Directions for this task: The data must be written out once more, precisely as given.

--- Records provided Enclosed Below ---

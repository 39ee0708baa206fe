use serde::{Deserialize, Serialize};

use crate::commands::Command;
use crate::error::ProtocolError;
use crate::types::{CandidateTarget, ConfigurationSlot};

/// Command name of the first frame written on a fresh channel.
pub const AUTH_COMMAND: &str = "auth";

/// A frame written to the remote service.
#[derive(Debug, Clone, PartialEq, Serialize, Deserialize)]
pub struct OutboundFrame {
    pub command: String,
    /// Correlation id; absent on fire-and-forget frames.
    #[serde(skip_serializing_if = "Option::is_none")]
    pub seq: Option<u64>,
    pub body: serde_json::Value,
}

impl OutboundFrame {
    pub fn request(command: Command, seq: u64, body: serde_json::Value) -> Self {
        Self {
            command: command.as_str().to_string(),
            seq: Some(seq),
            body,
        }
    }

    pub fn notification(command: Command, body: serde_json::Value) -> Self {
        Self {
            command: command.as_str().to_string(),
            seq: None,
            body,
        }
    }

    pub fn auth(identity: &str, token: &str) -> Self {
        Self {
            command: AUTH_COMMAND.to_string(),
            seq: None,
            body: serde_json::json!({ "identity": identity, "token": token }),
        }
    }
}

/// A frame received from the remote service.
///
/// Both the command name and the correlation field are optional: some
/// server-pushed replies carry only one of them.
#[derive(Debug, Clone, Default, PartialEq, Serialize, Deserialize)]
pub struct InboundFrame {
    #[serde(default, skip_serializing_if = "Option::is_none")]
    pub command: Option<String>,
    #[serde(default, skip_serializing_if = "Option::is_none")]
    pub reply_to: Option<u64>,
    #[serde(default)]
    pub body: serde_json::Value,
}

impl InboundFrame {
    pub fn parse(line: &str) -> Result<Self, ProtocolError> {
        serde_json::from_str(line).map_err(|e| ProtocolError::MalformedFrame(e.to_string()))
    }

    /// Error text carried by the reply, if any.
    ///
    /// Accepts `body.error` as a plain string or as `{ "message": .. }`.
    pub fn error_message(&self) -> Option<String> {
        let error = self.body.get("error")?;
        match error {
            serde_json::Value::Null => None,
            serde_json::Value::String(s) => Some(s.clone()),
            other => Some(
                other
                    .get("message")
                    .and_then(|m| m.as_str())
                    .map(str::to_string)
                    .unwrap_or_else(|| other.to_string()),
            ),
        }
    }

    pub fn is_error(&self) -> bool {
        self.error_message().is_some()
    }
}

// ── Request payloads ──

#[derive(Debug, Clone, Serialize, Deserialize)]
pub struct JoinTargetParams {
    pub owner_id: String,
    pub target_id: String,
}

#[derive(Debug, Clone, Serialize, Deserialize)]
pub struct SwitchConfigurationParams {
    pub slot_id: u32,
}

// ── Reply payloads ──

#[derive(Debug, Clone, Default, Serialize, Deserialize)]
pub struct ListCandidatesReply {
    #[serde(default)]
    pub targets: Vec<CandidateTarget>,
}

#[derive(Debug, Clone, Serialize, Deserialize)]
pub struct QuotaReply {
    pub remaining: i64,
}

#[derive(Debug, Clone, Default, Serialize, Deserialize)]
pub struct ActiveConfigurationReply {
    #[serde(default)]
    pub active_slot_id: Option<u32>,
    #[serde(default)]
    pub slots: Vec<ConfigurationSlot>,
}

#[derive(Debug, Clone, Default, Serialize, Deserialize)]
pub struct SwitchConfigurationReply {
    #[serde(default)]
    pub slots: Vec<ConfigurationSlot>,
}

/// Decode a reply body into a typed payload.
pub fn decode_reply<T: serde::de::DeserializeOwned>(
    command: Command,
    frame: &InboundFrame,
) -> Result<T, ProtocolError> {
    serde_json::from_value(frame.body.clone()).map_err(|e| ProtocolError::UnexpectedPayload {
        command: command.as_str().to_string(),
        reason: e.to_string(),
    })
}

#[cfg(test)]
mod tests {
    use super::*;

    #[test]
    fn outbound_request_serializes_seq() {
        let frame = OutboundFrame::request(Command::FetchQuota, 7, serde_json::json!({}));
        let json = serde_json::to_value(&frame).unwrap();
        assert_eq!(json["command"], "fetch_quota");
        assert_eq!(json["seq"], 7);
    }

    #[test]
    fn notification_omits_seq() {
        let frame = OutboundFrame::notification(Command::KeepAlive, serde_json::json!({}));
        let json = serde_json::to_string(&frame).unwrap();
        assert!(!json.contains("seq"));
    }

    #[test]
    fn inbound_frame_tolerates_missing_fields() {
        let frame = InboundFrame::parse(r#"{"body":{"remaining":3}}"#).unwrap();
        assert!(frame.command.is_none());
        assert!(frame.reply_to.is_none());
        let quota: QuotaReply = decode_reply(Command::FetchQuota, &frame).unwrap();
        assert_eq!(quota.remaining, 3);
    }

    #[test]
    fn error_message_accepts_string_and_object() {
        let plain = InboundFrame {
            body: serde_json::json!({ "error": "room is full" }),
            ..Default::default()
        };
        assert_eq!(plain.error_message().as_deref(), Some("room is full"));

        let structured = InboundFrame {
            body: serde_json::json!({ "error": { "code": 4, "message": "already in that room" } }),
            ..Default::default()
        };
        assert_eq!(structured.error_message().as_deref(), Some("already in that room"));

        let ok = InboundFrame {
            body: serde_json::json!({ "error": null, "ok": true }),
            ..Default::default()
        };
        assert!(!ok.is_error());
    }

    #[test]
    fn malformed_line_is_rejected() {
        assert!(InboundFrame::parse("not json").is_err());
    }
}
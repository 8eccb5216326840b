//! Factories wired to in-memory remote APIs.

#![allow(dead_code)]

use std::sync::Arc;

use boardwire_client::{ClientFactory, ClientSettings, InstanceRegistry, MapEnv};
use boardwire_test_utils::fixtures;
use boardwire_test_utils::{InstanceConfig, MockConnector};

/// Registry over `ids`, the first one being the configured default.
pub fn test_registry(ids: &[&str]) -> InstanceRegistry {
    let instances: Vec<InstanceConfig> = ids.iter().map(|id| fixtures::instance(id)).collect();
    InstanceRegistry::from_instances(instances, ids[0]).expect("valid test registry")
}

/// Token variables set for every id.
pub fn tokens_for(ids: &[&str]) -> MapEnv {
    ids.iter()
        .map(|id| (fixtures::token_env(id), format!("{id}-token")))
        .collect()
}

/// Factory whose every instance starts from [`fixtures::seeded_api`].
pub fn seeded_factory(ids: &[&str]) -> (ClientFactory, Arc<MockConnector>) {
    let connector = ids.iter().fold(MockConnector::new(), |connector, id| {
        connector.with_api(*id, fixtures::seeded_api())
    });
    factory_with(test_registry(ids), Arc::new(connector), tokens_for(ids))
}

pub fn factory_with(
    registry: InstanceRegistry,
    connector: Arc<MockConnector>,
    env: MapEnv,
) -> (ClientFactory, Arc<MockConnector>) {
    let factory = ClientFactory::new(registry, ClientSettings::default())
        .with_connector(connector.clone())
        .with_env(Arc::new(env));
    (factory, connector)
}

--- End of Enclosed Records provided ---

Completed exercise:
repository 39ee0708baa206fe
use serde::{Deserialize, Serialize};

use crate::commands::Command;
use crate::error::ProtocolError;
use crate::types::{CandidateTarget, ConfigurationSlot};

/// Command name of the first frame written on a fresh channel.
pub const AUTH_COMMAND: &str = "auth";

/// A frame written to the remote service.
#[derive(Debug, Clone, PartialEq, Serialize, Deserialize)]
pub struct OutboundFrame {
    pub command: String,
    /// Correlation id; absent on fire-and-forget frames.
    #[serde(skip_serializing_if = "Option::is_none")]
    pub seq: Option<u64>,
    pub body: serde_json::Value,
}

impl OutboundFrame {
    pub fn request(command: Command, seq: u64, body: serde_json::Value) -> Self {
        Self {
            command: command.as_str().to_string(),
            seq: Some(seq),
            body,
        }
    }

    pub fn notification(command: Command, body: serde_json::Value) -> Self {
        Self {
            command: command.as_str().to_string(),
            seq: None,
            body,
        }
    }

    pub fn auth(identity: &str, token: &str) -> Self {
        Self {
            command: AUTH_COMMAND.to_string(),
            seq: None,
            body: serde_json::json!({ "identity": identity, "token": token }),
        }
    }
}

/// A frame received from the remote service.
///
/// Both the command name and the correlation field are optional: some
/// server-pushed replies carry only one of them.
#[derive(Debug, Clone, Default, PartialEq, Serialize, Deserialize)]
pub struct InboundFrame {
    #[serde(default, skip_serializing_if = "Option::is_none")]
    pub command: Option<String>,
    #[serde(default, skip_serializing_if = "Option::is_none")]
    pub reply_to: Option<u64>,
    #[serde(default)]
    pub body: serde_json::Value,
}

impl InboundFrame {
    pub fn parse(line: &str) -> Result<Self, ProtocolError> {
        serde_json::from_str(line).map_err(|e| ProtocolError::MalformedFrame(e.to_string()))
    }

    /// Error text carried by the reply, if any.
    ///
    /// Accepts `body.error` as a plain string or as `{ "message": .. }`.
    pub fn error_message(&self) -> Option<String> {
        let error = self.body.get("error")?;
        match error {
            serde_json::Value::Null => None,
            serde_json::Value::String(s) => Some(s.clone()),
            other => Some(
                other
                    .get("message")
                    .and_then(|m| m.as_str())
                    .map(str::to_string)
                    .unwrap_or_else(|| other.to_string()),
            ),
        }
    }

    pub fn is_error(&self) -> bool {
        self.error_message().is_some()
    }
}

// ── Request payloads ──

#[derive(Debug, Clone, Serialize, Deserialize)]
pub struct JoinTargetParams {
    pub owner_id: String,
    pub target_id: String,
}

#[derive(Debug, Clone, Serialize, Deserialize)]
pub struct SwitchConfigurationParams {
    pub slot_id: u32,
}

// ── Reply payloads ──

#[derive(Debug, Clone, Default, Serialize, Deserialize)]
pub struct ListCandidatesReply {
    #[serde(default)]
    pub targets: Vec<CandidateTarget>,
}

#[derive(Debug, Clone, Serialize, Deserialize)]
pub struct QuotaReply {
    pub remaining: i64,
}

#[derive(Debug, Clone, Default, Serialize, Deserialize)]
pub struct ActiveConfigurationReply {
    #[serde(default)]
    pub active_slot_id: Option<u32>,
    #[serde(default)]
    pub slots: Vec<ConfigurationSlot>,
}

#[derive(Debug, Clone, Default, Serialize, Deserialize)]
pub struct SwitchConfigurationReply {
    #[serde(default)]
    pub slots: Vec<ConfigurationSlot>,
}

/// Decode a reply body into a typed payload.
pub fn decode_reply<T: serde::de::DeserializeOwned>(
    command: Command,
    frame: &InboundFrame,
) -> Result<T, ProtocolError> {
    serde_json::from_value(frame.body.clone()).map_err(|e| ProtocolError::UnexpectedPayload {
        command: command.as_str().to_string(),
        reason: e.to_string(),
    })
}

#[cfg(test)]
mod tests {
    use super::*;

    #[test]
    fn outbound_request_serializes_seq() {
        let frame = OutboundFrame::request(Command::FetchQuota, 7, serde_json::json!({}));
        let json = serde_json::to_value(&frame).unwrap();
        assert_eq!(json["command"], "fetch_quota");
        assert_eq!(json["seq"], 7);
    }

    #[test]
    fn notification_omits_seq() {
        let frame = OutboundFrame::notification(Command::KeepAlive, serde_json::json!({}));
        let json = serde_json::to_string(&frame).unwrap();
        assert!(!json.contains("seq"));
    }

    #[test]
    fn inbound_frame_tolerates_missing_fields() {
        let frame = InboundFrame::parse(r#"{"body":{"remaining":3}}"#).unwrap();
        assert!(frame.command.is_none());
        assert!(frame.reply_to.is_none());
        let quota: QuotaReply = decode_reply(Command::FetchQuota, &frame).unwrap();
        assert_eq!(quota.remaining, 3);
    }

    #[test]
    fn error_message_accepts_string_and_object() {
        let plain = InboundFrame {
            body: serde_json::json!({ "error": "room is full" }),
            ..Default::default()
        };
        assert_eq!(plain.error_message().as_deref(), Some("room is full"));

        let structured = InboundFrame {
            body: serde_json::json!({ "error": { "code": 4, "message": "already in that room" } }),
            ..Default::default()
        };
        assert_eq!(structured.error_message().as_deref(), Some("already in that room"));

        let ok = InboundFrame {
            body: serde_json::json!({ "error": null, "ok": true }),
            ..Default::default()
        };
        assert!(!ok.is_error());
    }

    #[test]
    fn malformed_line_is_rejected() {
        assert!(InboundFrame::parse("not json").is_err());
    }
}
repository 8eccb5216326840b
//! Factories wired to in-memory remote APIs.

#![allow(dead_code)]

use std::sync::Arc;

use boardwire_client::{ClientFactory, ClientSettings, InstanceRegistry, MapEnv};
use boardwire_test_utils::fixtures;
use boardwire_test_utils::{InstanceConfig, MockConnector};

/// Registry over `ids`, the first one being the configured default.
pub fn test_registry(ids: &[&str]) -> InstanceRegistry {
    let instances: Vec<InstanceConfig> = ids.iter().map(|id| fixtures::instance(id)).collect();
    InstanceRegistry::from_instances(instances, ids[0]).expect("valid test registry")
}

/// Token variables set for every id.
pub fn tokens_for(ids: &[&str]) -> MapEnv {
    ids.iter()
        .map(|id| (fixtures::token_env(id), format!("{id}-token")))
        .collect()
}

/// Factory whose every instance starts from [`fixtures::seeded_api`].
pub fn seeded_factory(ids: &[&str]) -> (ClientFactory, Arc<MockConnector>) {
    let connector = ids.iter().fold(MockConnector::new(), |connector, id| {
        connector.with_api(*id, fixtures::seeded_api())
    });
    factory_with(test_registry(ids), Arc::new(connector), tokens_for(ids))
}

pub fn factory_with(
    registry: InstanceRegistry,
    connector: Arc<MockConnector>,
    env: MapEnv,
) -> (ClientFactory, Arc<MockConnector>) {
    let factory = ClientFactory::new(registry, ClientSettings::default())
        .with_connector(connector.clone())
        .with_env(Arc::new(env));
    (factory, connector)
}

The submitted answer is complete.